100. Community Aspects of Recreation16

Recreational activities have long been associated with the family, the play group, the neighborhood, and the congeniality group, and in more complex societies also with economic, religious, or political secondary groups. In addition to these expressions of play within these narrower groups, the community itself, representing the combination of major interests of the inhabitants, has also been the focal point about which certain forms of play and leisure-time activities have revolved.
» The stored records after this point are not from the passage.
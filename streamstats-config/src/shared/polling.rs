use std::time::Duration;

use serde::{Deserialize, Serialize};

use crate::shared::ValidationError;

/// Controls the readiness polling of the basin characteristics stage.
///
/// After the first request, the stage sleeps `backoff_base^attempt` time units
/// (attempt starting at 1) and asks again, at most `max_extra_polls` times.
#[derive(Clone, Debug, Serialize, Deserialize, PartialEq, Eq)]
pub struct PollingConfig {
    /// Extra requests allowed after the first one before the stage fails.
    ///
    /// Default: 4
    #[serde(default = "default_max_extra_polls")]
    pub max_extra_polls: u32,

    /// Base of the exponential backoff.
    ///
    /// Default: 3
    #[serde(default = "default_backoff_base")]
    pub backoff_base: u32,

    /// Length of one backoff time unit in milliseconds.
    ///
    /// Default: 1000ms
    #[serde(default = "default_time_unit_ms")]
    pub time_unit_ms: u64,
}

fn default_max_extra_polls() -> u32 {
    4
}

fn default_backoff_base() -> u32 {
    3
}

fn default_time_unit_ms() -> u64 {
    1000
}

impl Default for PollingConfig {
    fn default() -> Self {
        Self {
            max_extra_polls: default_max_extra_polls(),
            backoff_base: default_backoff_base(),
            time_unit_ms: default_time_unit_ms(),
        }
    }
}

impl PollingConfig {
    /// Returns the sleep before the poll following `attempt` (1-based).
    pub fn backoff(&self, attempt: u32) -> Duration {
        let units = u64::from(self.backoff_base).saturating_pow(attempt);
        Duration::from_millis(units.saturating_mul(self.time_unit_ms))
    }

    pub fn validate(&self) -> Result<(), ValidationError> {
        if self.backoff_base == 0 {
            return Err(ValidationError::PollingConfig(
                "`backoff_base` cannot be zero".to_string(),
            ));
        }

        Ok(())
    }
}

#[cfg(test)]
mod tests {
    use super::*;

    #[test]
    fn backoff_grows_as_powers_of_base() {
        let polling = PollingConfig::default();
        assert_eq!(polling.backoff(1), Duration::from_secs(3));
        assert_eq!(polling.backoff(2), Duration::from_secs(9));
        assert_eq!(polling.backoff(4), Duration::from_secs(81));
    }

    #[test]
    fn zero_base_is_rejected() {
        let polling = PollingConfig {
            backoff_base: 0,
            ..PollingConfig::default()
        };
        assert!(matches!(
            polling.validate(),
            Err(ValidationError::PollingConfig(_))
        ));
    }
}
use std::time::Duration;

use streamstats_config::shared::{PipelineConfig, PollingConfig};
use tracing::debug;

use crate::error::{ErrorKind, StreamStatsResult};
use crate::gateway::Gateway;
use crate::types::{
    BackendId, BasinCharacteristics, Delineation, PointState, Scenario, Stage, StageOutput,
};
use crate::{bail, ss_error};

/// Runs single stages of a point against a [`Gateway`].
///
/// The executor only reads the point; the caller stores the returned [`StageOutput`] or records
/// the failure.
#[derive(Debug, Clone)]
pub struct StageExecutor<G> {
    gateway: G,
    stat_group: u32,
    polling: PollingConfig,
}

impl<G> StageExecutor<G>
where
    G: Gateway,
{
    pub fn new(gateway: G, config: &PipelineConfig) -> Self {
        Self {
            gateway,
            stat_group: config.stat_group,
            polling: config.polling.clone(),
        }
    }

    pub fn gateway(&self) -> &G {
        &self.gateway
    }

    pub async fn execute(&self, stage: Stage, point: &PointState) -> StreamStatsResult<StageOutput> {
        match stage {
            Stage::Delineate => self.delineate(point).await,
            Stage::RegressionRegions => self.regression_regions(point).await,
            Stage::Scenarios => self.scenarios(point).await,
            Stage::BasinCharacteristics => self.basin_characteristics(point).await,
            Stage::FlowStatistics => self.flow_statistics(point).await,
        }
    }

    async fn delineate(&self, point: &PointState) -> StreamStatsResult<StageOutput> {
        let backend = assigned_backend(point)?;
        let delineation = self
            .gateway
            .delineate_watershed(point.region_code(), point.x(), point.y(), point.crs(), backend)
            .await?;

        if delineation.backend != *backend {
            debug!(
                point_id = %point.id(),
                requested = %backend,
                served_by = %delineation.backend,
                "workspace created on a different backend than requested"
            );
        }

        Ok(StageOutput::Delineation(delineation))
    }

    async fn regression_regions(&self, point: &PointState) -> StreamStatsResult<StageOutput> {
        let delineation = require_delineation(point)?;
        let Some(geometry) = delineation.watershed_geometry() else {
            bail!(
                ErrorKind::InvalidState,
                "Delineation has no watershed geometry",
                point.id()
            );
        };

        let regions = self.gateway.get_regression_regions(geometry).await?;
        Ok(StageOutput::RegressionRegions(regions))
    }

    async fn scenarios(&self, point: &PointState) -> StreamStatsResult<StageOutput> {
        let Some(regions) = point.results().regression_regions.as_ref() else {
            bail!(
                ErrorKind::InvalidState,
                "Scenarios requested before regression regions",
                point.id()
            );
        };

        let codes: Vec<String> = regions.iter().map(|region| region.code.clone()).collect();
        let scenario = self
            .gateway
            .get_scenarios(point.region_code(), self.stat_group, &codes)
            .await?;

        Ok(StageOutput::Scenario(scenario))
    }

    async fn basin_characteristics(&self, point: &PointState) -> StreamStatsResult<StageOutput> {
        let delineation = require_delineation(point)?;
        let scenario = require_scenario(point)?;
        let backend = assigned_backend(point)?;

        if delineation.backend != *backend {
            bail!(
                ErrorKind::BackendAffinityMismatch,
                "Workspace lives on another backend",
                format!(
                    "workspace {} is on {} but point {} is handled by {}",
                    delineation.workspace_id,
                    delineation.backend,
                    point.id(),
                    backend
                )
            );
        }

        let characteristics = self.poll_basin_characteristics(point, delineation, scenario).await?;
        Ok(StageOutput::BasinCharacteristics(characteristics))
    }

    /// Requests basin characteristics until every value is present.
    ///
    /// Sleeps `backoff_base^attempt` time units between requests and gives up with
    /// [`ErrorKind::IncompleteData`] after `max_extra_polls` extra requests. Incomplete responses
    /// are not failures of the point and do not count towards its attempts.
    async fn poll_basin_characteristics(
        &self,
        point: &PointState,
        delineation: &Delineation,
        scenario: &Scenario,
    ) -> StreamStatsResult<BasinCharacteristics> {
        let mut attempt: u32 = 1;

        loop {
            let characteristics = self
                .gateway
                .get_basin_characteristics(
                    point.region_code(),
                    &delineation.workspace_id,
                    &scenario.parameter_codes,
                    &delineation.backend,
                )
                .await?;

            if characteristics.is_complete() {
                return Ok(characteristics);
            }

            let missing = characteristics.missing_codes().join(",");
            if attempt > self.polling.max_extra_polls {
                bail!(
                    ErrorKind::IncompleteData,
                    "Basin characteristics were not ready in time",
                    format!(
                        "workspace {} still missing [{missing}] after {attempt} requests",
                        delineation.workspace_id
                    )
                );
            }

            let delay: Duration = self.polling.backoff(attempt);
            debug!(
                point_id = %point.id(),
                attempt,
                missing = %missing,
                delay_ms = delay.as_millis() as u64,
                "basin characteristics incomplete, polling again"
            );

            tokio::time::sleep(delay).await;
            attempt += 1;
        }
    }

    async fn flow_statistics(&self, point: &PointState) -> StreamStatsResult<StageOutput> {
        let scenario = require_scenario(point)?;
        let Some(characteristics) = point.results().basin_characteristics.as_ref() else {
            bail!(
                ErrorKind::InvalidState,
                "Flow statistics requested before basin characteristics",
                point.id()
            );
        };

        let valued = scenario.with_values(characteristics);
        let statistics = self
            .gateway
            .compute_flow_statistics(point.region_code(), &valued)
            .await?;

        Ok(StageOutput::FlowStatistics(statistics))
    }
}

fn assigned_backend(point: &PointState) -> StreamStatsResult<&BackendId> {
    point.backend().ok_or_else(|| {
        ss_error!(
            ErrorKind::InvalidState,
            "Point has no assigned backend",
            point.id()
        )
    })
}

fn require_delineation(point: &PointState) -> StreamStatsResult<&Delineation> {
    point.results().delineation.as_ref().ok_or_else(|| {
        ss_error!(
            ErrorKind::InvalidState,
            "Stage requires a delineated watershed",
            point.id()
        )
    })
}

fn require_scenario(point: &PointState) -> StreamStatsResult<&Scenario> {
    point.results().scenario.as_ref().ok_or_else(|| {
        ss_error!(
            ErrorKind::InvalidState,
            "Stage requires a scenario",
            point.id()
        )
    })
}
In classical times gala days or community festivals were exceedingly frequent. In fact the drama itself probably arose out of community festive occasions as Jane Harrison’s Ancient Art and Ritual (1913) and as Gilbert Murray’s A History of Ancient Greek Literature (1897) have pointed out. These community festivals were often associated with religious rituals that had their origin in practical affairs such as planting, harvesting crops, or community activities concerned with war and peace. Certainly throughout the history of Greece and Rome such festival days of one sort or another were common. These centered around sports such as the Olympic games of Greece and the gladiatorial games of Rome. Others revolved around religious and political activities.

With the coming to power of the Christian church there was a distinct tendency to suppress these pagan holidays and to substitute Christian holydays. In fact, many of the Christian holidays are but rebaptized pagan festivals to which Christian characters and ideas are added. Such are Christmas, Easter, and other days.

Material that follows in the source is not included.